Last week Jen shared about the lifestyle of appreciation and the huge difference it makes in our lives and families. This week, I would like to share a story from my own family to demonstrate the impact appreciation can have on relationships – especially strained or challenging ones.
We have 6 people in our family, which translates to 15 separate 2-way relationships. When you have that many different relationships under one house, it’s rare that they all naturally flow in beautiful harmony. In fact, sometimes the weaknesses in one individual matched with the weaknesses in another can produce an unpleasant cacophony. Here is one example:
One of our younger kiddos has some immaturities that haxve often caused disruption in the home. At the same time, one of our older children (who is likely a 9 on the Enneagram) highly values peace and harmony in the home. The weaknesses in the younger sibling grates on the older sibling’s nerves in a major way, which often results in the older being quite mean and harsh with the younger. At one point, the negativity flowing from the older to the younger got really bad – it was deeply hurting the younger child and actually taking a toll on all of us.
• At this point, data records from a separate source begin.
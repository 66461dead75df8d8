//! Prediction form and result pane.
//!
//! Three input fields and a Predict action on the left, the prediction
//! output on the right.

use ratatui::{
    layout::{Alignment, Constraint, Direction, Layout, Rect},
    text::{Line, Span},
    widgets::{Block, Borders, Gauge, Paragraph},
    Frame,
};

use crate::domain::{Gender, Prediction, PredictionRequest, Rural, DEFAULT_AGE, MAX_AGE};
use crate::tui::styles::Theme;

/// Which form field has focus.
#[derive(Debug, Clone, Copy, PartialEq, Eq)]
pub enum Field {
    Age,
    Gender,
    Rural,
}

impl Field {
    const ORDER: [Field; 3] = [Field::Age, Field::Gender, Field::Rural];
}

/// Editable form state.
pub struct FormState {
    /// Age entry buffer (digits only)
    pub age_input: String,
    pub gender: Gender,
    pub rural: Rural,
    pub selected: Field,
    pub error_message: Option<String>,
}

impl Default for FormState {
    /// Initial values: 60 / MALE / NO.
    fn default() -> Self {
        Self {
            age_input: DEFAULT_AGE.to_string(),
            gender: Gender::Male,
            rural: Rural::No,
            selected: Field::Age,
            error_message: None,
        }
    }
}

impl FormState {
    /// Move focus to the next field.
    pub fn next_field(&mut self) {
        let idx = Field::ORDER.iter().position(|f| *f == self.selected).unwrap_or(0);
        self.selected = Field::ORDER[(idx + 1) % Field::ORDER.len()];
    }

    /// Move focus to the previous field.
    pub fn prev_field(&mut self) {
        let idx = Field::ORDER.iter().position(|f| *f == self.selected).unwrap_or(0);
        self.selected = Field::ORDER[(idx + Field::ORDER.len() - 1) % Field::ORDER.len()];
    }

    /// Type into the focused field. Only the age field takes text, and only
    /// digits; three digits cover the whole 0-120 range.
    pub fn input_char(&mut self, c: char) {
        if self.selected == Field::Age && c.is_ascii_digit() && self.age_input.len() < 3 {
            self.age_input.push(c);
            self.error_message = None;
        }
    }

    /// Delete the last character of the age field.
    pub fn delete_char(&mut self) {
        if self.selected == Field::Age {
            self.age_input.pop();
        }
    }

    /// Clear the age field.
    pub fn clear_field(&mut self) {
        if self.selected == Field::Age {
            self.age_input.clear();
        }
    }

    /// Toggle the focused enum field.
    pub fn toggle_selected(&mut self) {
        match self.selected {
            Field::Age => {}
            Field::Gender => self.gender = self.gender.toggled(),
            Field::Rural => self.rural = self.rural.toggled(),
        }
        self.error_message = None;
    }

    /// Restore the form defaults.
    pub fn reset(&mut self) {
        *self = Self::default();
    }

    /// Validate and convert the current field values into a request.
    ///
    /// # Errors
    /// Returns a message suitable for the form footer.
    pub fn to_request(&self) -> Result<PredictionRequest, String> {
        if self.age_input.is_empty() {
            return Err("Age: enter a value".to_string());
        }
        let age: u32 = self
            .age_input
            .parse()
            .map_err(|_| "Age: invalid number".to_string())?;

        let request = PredictionRequest::new(age, self.gender, self.rural);
        request.validate()?;
        Ok(request)
    }
}

/// Outcome of the last Predict action.
#[derive(Debug, Clone, Default)]
pub enum ResultState {
    /// No prediction yet
    #[default]
    Idle,
    /// Prediction succeeded
    Ready { prediction: Prediction },
    /// Inference failed; message is already user-facing
    Failed { message: String },
}

/// Render the whole screen: form on the left, result pane on the right.
pub fn render_form(f: &mut Frame, area: Rect, state: &FormState, result: &ResultState) {
    let chunks = Layout::default()
        .direction(Direction::Vertical)
        .constraints([
            Constraint::Length(3), // Header
            Constraint::Min(0),    // Content
            Constraint::Length(3), // Footer
        ])
        .split(area);

    render_header(f, chunks[0]);

    let columns = Layout::default()
        .direction(Direction::Horizontal)
        .constraints([Constraint::Percentage(40), Constraint::Percentage(60)])
        .split(chunks[1]);

    render_fields(f, columns[0], state);
    render_result(f, columns[1], result);
    render_footer(f, chunks[2], state);
}

fn render_header(f: &mut Frame, area: Rect) {
    let header = Paragraph::new(Line::from(vec![
        Span::styled(" ", Theme::text()),
        Span::styled("Hospital Mortality Risk Predictor", Theme::title()),
        Span::styled(" │ Admission Profile", Theme::text_secondary()),
    ]))
    .block(
        Block::default()
            .borders(Borders::BOTTOM)
            .border_style(Theme::border()),
    );

    f.render_widget(header, area);
}

fn render_fields(f: &mut Frame, area: Rect, state: &FormState) {
    let chunks = Layout::default()
        .direction(Direction::Vertical)
        .constraints([
            Constraint::Length(3),
            Constraint::Length(3),
            Constraint::Length(3),
            Constraint::Min(0),
        ])
        .margin(1)
        .split(area);

    render_age_field(f, chunks[0], state);
    render_choice_field(
        f,
        chunks[1],
        "Gender",
        state.gender.as_str(),
        state.selected == Field::Gender,
    );
    render_choice_field(
        f,
        chunks[2],
        "Rural",
        state.rural.as_str(),
        state.selected == Field::Rural,
    );
}

fn field_block(label: &str, focused: bool) -> Block<'static> {
    let border_style = if focused {
        Theme::border_focused()
    } else {
        Theme::border()
    };
    let title_style = if focused {
        Theme::focused()
    } else {
        Theme::text_secondary()
    };

    Block::default()
        .title(Span::styled(format!(" {label} "), title_style))
        .borders(Borders::ALL)
        .border_style(border_style)
}

fn render_age_field(f: &mut Frame, area: Rect, state: &FormState) {
    let focused = state.selected == Field::Age;

    let value_display = if state.age_input.is_empty() {
        Span::styled(format!("years (0-{MAX_AGE})"), Theme::text_muted())
    } else {
        Span::styled(state.age_input.clone(), Theme::text())
    };

    let content = Paragraph::new(Line::from(vec![
        Span::raw(" "),
        value_display,
        if focused {
            Span::styled("▌", Theme::focused())
        } else {
            Span::raw("")
        },
    ]))
    .block(field_block("Age", focused));

    f.render_widget(content, area);
}

fn render_choice_field(f: &mut Frame, area: Rect, label: &str, value: &str, focused: bool) {
    let content = Paragraph::new(Line::from(vec![
        Span::raw(" "),
        Span::styled(value.to_string(), Theme::text()),
        Span::styled(
            if focused { "  ◂ ▸" } else { "" },
            Theme::text_muted(),
        ),
    ]))
    .block(field_block(label, focused));

    f.render_widget(content, area);
}

fn render_result(f: &mut Frame, area: Rect, result: &ResultState) {
    match result {
        ResultState::Idle => render_idle(f, area),
        ResultState::Ready { prediction } => render_prediction(f, area, prediction),
        ResultState::Failed { message } => render_error(f, area, message),
    }
}

fn render_idle(f: &mut Frame, area: Rect) {
    let content = Paragraph::new(vec![
        Line::from(""),
        Line::from(Span::styled(
            "No prediction yet",
            Theme::text_secondary(),
        )),
        Line::from(""),
        Line::from(Span::styled(
            "Fill in the fields and press [Enter]",
            Theme::text_muted(),
        )),
    ])
    .alignment(Alignment::Center)
    .block(
        Block::default()
            .title(Span::styled(" Prediction ", Theme::subtitle()))
            .borders(Borders::ALL)
            .border_style(Theme::border()),
    );

    f.render_widget(content, area);
}

fn render_prediction(f: &mut Frame, area: Rect, prediction: &Prediction) {
    let block = Block::default()
        .title(Span::styled(" Prediction ", Theme::subtitle()))
        .borders(Borders::ALL)
        .border_style(Theme::border_focused());

    let inner = block.inner(area);
    f.render_widget(block, area);

    let chunks = Layout::default()
        .direction(Direction::Vertical)
        .constraints([
            Constraint::Length(3), // Summary line
            Constraint::Length(3), // Probability gauge
            Constraint::Length(2), // Band description
            Constraint::Min(0),
        ])
        .margin(1)
        .split(inner);

    let band_style = Theme::risk_band(prediction.band);

    let summary = Paragraph::new(vec![
        Line::from(Span::styled(
            prediction.summary(),
            Theme::text().add_modifier(ratatui::style::Modifier::BOLD),
        )),
        Line::from(Span::styled(
            format!("Risk band: {}", prediction.band),
            band_style,
        )),
    ])
    .alignment(Alignment::Center);
    f.render_widget(summary, chunks[0]);

    let gauge = Gauge::default()
        .block(
            Block::default()
                .borders(Borders::ALL)
                .border_style(Theme::border()),
        )
        .gauge_style(band_style)
        .percent((prediction.probability * 100.0) as u16)
        .label(format!("{:.2}%", prediction.probability * 100.0));
    f.render_widget(gauge, chunks[1]);

    let description = Paragraph::new(Line::from(Span::styled(
        prediction.band.description(),
        Theme::text_secondary(),
    )))
    .alignment(Alignment::Center);
    f.render_widget(description, chunks[2]);
}

fn render_error(f: &mut Frame, area: Rect, message: &str) {
    let content = Paragraph::new(vec![
        Line::from(""),
        Line::from(Span::styled(
            format!("⚠️ Error: {message}"),
            Theme::danger(),
        )),
    ])
    .alignment(Alignment::Center)
    .block(
        Block::default()
            .title(Span::styled(" Prediction ", Theme::subtitle()))
            .borders(Borders::ALL)
            .border_style(Theme::danger()),
    );

    f.render_widget(content, area);
}

fn render_footer(f: &mut Frame, area: Rect, state: &FormState) {
    let content = if let Some(err) = &state.error_message {
        Line::from(vec![
            Span::styled("! ", Theme::danger()),
            Span::styled(err.clone(), Theme::danger()),
        ])
    } else {
        Line::from(vec![
            Span::styled("[↑↓] ", Theme::key_hint()),
            Span::styled("Navigate ", Theme::key_desc()),
            Span::styled("[◂▸] ", Theme::key_hint()),
            Span::styled("Toggle ", Theme::key_desc()),
            Span::styled("[Enter] ", Theme::key_hint()),
            Span::styled("Predict ", Theme::key_desc()),
            Span::styled("[D] ", Theme::key_hint()),
            Span::styled("Defaults ", Theme::key_desc()),
            Span::styled("[Esc] ", Theme::key_hint()),
            Span::styled("Quit", Theme::key_desc()),
        ])
    };

    let footer = Paragraph::new(content).block(
        Block::default()
            .borders(Borders::TOP)
            .border_style(Theme::border()),
    );

    f.render_widget(footer, area);
}
//! UI module: View components for the TUI.

pub mod form;

use ratatui::{
    layout::Rect,
    text::{Line, Span},
    widgets::{Block, Borders, Paragraph, Wrap},
    Frame,
};

use crate::tui::styles::Theme;

pub fn render_disclaimer(f: &mut Frame, area: Rect) {
    let text = vec![
        Line::from(vec![Span::styled(
            "DISCLAIMER: This tool provides an indicative estimate and does not replace clinical judgement.",
            Theme::text_muted(),
        )]),
        Line::from(vec![Span::styled(
            "Admission type is assumed to be EMERGENCY.",
            Theme::text_muted(),
        )]),
    ];

    let block = Block::default()
        .borders(Borders::TOP)
        .border_style(Theme::border());

    let p = Paragraph::new(text).block(block).wrap(Wrap { trim: true });

    f.render_widget(p, area);
}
Dealing with the situation has been a multi-faceted process. However, one of my main goals was to help my older child see the younger beyond just their shortcomings. The older was so focused on the issues that drove him nuts that he couldn’t see the genuine beauty in the younger child. Here is where appreciation steps in!
After seeking God about this, He gave me the idea to do a 30-Day Challenge with my older kiddo. Each day when the older got home from school, they had to journal about their sibling. I wrote directions for each day which focused on valuing and appreciating the younger sibling. Here were a few of my directions:
- Share a special memory you shared with this sibling.
- What is a kind thing this sibling has done for you, and why was it so thoughtful?
- Write your sibling a note saying that you hope they have a great day.
- What is a strength you see in your sibling that you would like to grow in?
In full transparency, at some point we got off course and we only got through day 15. But in those 15 days, something shifted. The sharp edge of meanness from the older to the younger settled down and gentleness grew. And, because the younger was now feeling safer and more seen by the older sibling, they began to grow more in their own weaknesses. All of this resulted in a more peaceful home. Now, the relationship is by no means perfect, but there is continued growth and increased kindness, for which I am so thankful!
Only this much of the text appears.